Avigdor Lieberman, we heard from MK Yisrael Eichler (UTJ) just last week, is a self-hating Jew who is apparently employing methods from the playbook of the anti-Semitic Russian czars of old in an alleged attempt to divide and destroy the Jewish nation. You couldn’t make some of it up.

But above all, it has been a year of relentless factionalism, of petty in-fighting, and childish name-slurring that has led to what President Reuben Rivlin — invoking a never before used prerogative to hand the power to form government directly to any of the Knesset’s members — rightly described as “a time of unprecedented darkness” for Israeli politics.

Its culmination?

Israel’s unlikely ‘kingmaker’ and former Netanyahu ally Avigdor Lieberman effectively ends Blue and White’s coalition-building mandate by announcing that his party will lend it support neither to Likud nor to Blue and White.

Netanyahu — who, if he goes down, will apparently not do so without a fight — comes out with all guns blazing and lambastes what he sees as a ‘coup’ attempt by the triumvirate of Israel’s judiciary, police service, and (of course) its media, adding that “we need to investigate the investigators and the state prosecution”.

And Blue and White leader Benny Gantz, for his part, warns that Netanyahu is holding the people of Israel “hostage” to his desire to stay in power.

Conspicuously absent from the statements and talking points of any of Israel’s “leadership” have been two pivotal words “we’re sorry.”

Because in truth only their factionalism, hatred, and inability to put ideology (or personal expediency) before the interests of the State have stood in the way of forming a stable government and have brought Israel to a nadir that feels a lot like the political equivalent of bankruptcy.

It’s hard to imagine that — were they alive today — Israel’s founders would not look at this ugly, protracted political stalemate and year-long marathon of negative campaigning, finger-pointing, and recrimination-throwing and not feel like giving up on the whole initiative of building a Jewish state.

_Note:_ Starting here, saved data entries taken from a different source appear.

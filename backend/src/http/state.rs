//! Application state for the HTTP server.

use std::sync::Arc;

use crate::client::AudienceApi;
use crate::config::TrendSettings;

/// Shared application state passed to all handlers.
#[derive(Clone)]
pub struct AppState {
    /// Upstream analytics API
    pub api: Arc<dyn AudienceApi>,
    /// Upstream base URL, reported by the health check
    pub upstream: String,
    /// Defaults for trend queries
    pub trend: TrendSettings,
}

impl AppState {
    /// Create a new application state with the given API source.
    pub fn new(api: Arc<dyn AudienceApi>, upstream: impl Into<String>) -> Self {
        Self {
            api,
            upstream: upstream.into(),
            trend: TrendSettings::default(),
        }
    }

    pub fn with_trend_settings(mut self, trend: TrendSettings) -> Self {
        self.trend = trend;
        self
    }
}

Many Israelis feel justifiably disenfranchised and alienated by a year of electioneering that has been virtually bereft of any meaningful treatment of issues that affect them, the average citizen — more saliently socioeconomic ones. The average citizen whose needs the finger-pointers seem to have forgotten that they are in power to represent.

Voters have heard plenty about how “King Bibi” is in a “different league”, how Benny Gantz will put “Israel before all” — but precious little about what anybody will do for them.

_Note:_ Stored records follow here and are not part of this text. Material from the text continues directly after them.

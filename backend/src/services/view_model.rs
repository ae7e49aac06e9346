//! Pairing of a raw series with its smoothed companion for charting.

use crate::api::{ChartRecord, MetricPoint};

use super::error::{ServiceError, ServiceResult};
use super::normalize::values;
use super::smoothing::moving_average;

/// Zip raw points with smoothed values, position by position.
///
/// Order is preserved and absent values stay `None`; no position is
/// dropped, so both chart lines share the x-axis.
pub fn assemble(raw: &[MetricPoint], smoothed: &[Option<f64>]) -> ServiceResult<Vec<ChartRecord>> {
    if raw.len() != smoothed.len() {
        return Err(ServiceError::LengthMismatch {
            raw: raw.len(),
            smoothed: smoothed.len(),
        });
    }

    Ok(raw
        .iter()
        .zip(smoothed)
        .map(|(point, smoothed_value)| ChartRecord {
            label: point.label.clone(),
            raw_value: point.value,
            smoothed_value: *smoothed_value,
        })
        .collect())
}

/// Smooth `raw` with a trailing window and assemble the chart records.
pub fn smooth_and_assemble(raw: &[MetricPoint], window: usize) -> ServiceResult<Vec<ChartRecord>> {
    let smoothed = moving_average(&values(raw), window)?;
    assemble(raw, &smoothed)
}

#[cfg(test)]
mod tests {
    use super::*;

    #[test]
    fn test_empty_sequences() {
        assert!(assemble(&[], &[]).unwrap().is_empty());
    }

    #[test]
    fn test_length_mismatch() {
        let raw = vec![MetricPoint::new("a", Some(1.0))];
        let err = assemble(&raw, &[]).unwrap_err();
        assert!(matches!(err, ServiceError::LengthMismatch { raw: 1, smoothed: 0 }));
    }

    #[test]
    fn test_absences_are_kept_in_place() {
        let raw = vec![
            MetricPoint::new("d1", Some(10.0)),
            MetricPoint::new("d2", None),
            MetricPoint::new("d3", Some(20.0)),
        ];
        let records = smooth_and_assemble(&raw, 2).unwrap();
        let labels: Vec<&str> = records.iter().map(|r| r.label.as_str()).collect();
        assert_eq!(labels, vec!["d1", "d2", "d3"]);
        assert_eq!(records[1].raw_value, None);
        assert_eq!(records[1].smoothed_value, Some(10.0));
        assert_eq!(records[2].smoothed_value, Some(20.0));
    }

    #[test]
    fn test_smooth_and_assemble_rejects_zero_window() {
        let raw = vec![MetricPoint::new("d1", Some(1.0))];
        assert!(matches!(
            smooth_and_assemble(&raw, 0),
            Err(ServiceError::InvalidWindow { window: 0 })
        ));
    }
}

It is high time that Israel’s politicians stopped playing their jaded blame game and campaigning solely based on ideology and macro issues such as national security. It is time that — in a spirit of humlity — they explain to the public what they intend doing for them — and their country.

Israel undoubtedly sits at a critical juncture and the coming weeks and months will provide pivotal answers for questions of far greater importance than how long Benjamin Netanyahu can resist corruption charges and public pressure by remaining at the country’s helm. The country’s very national character is at stake.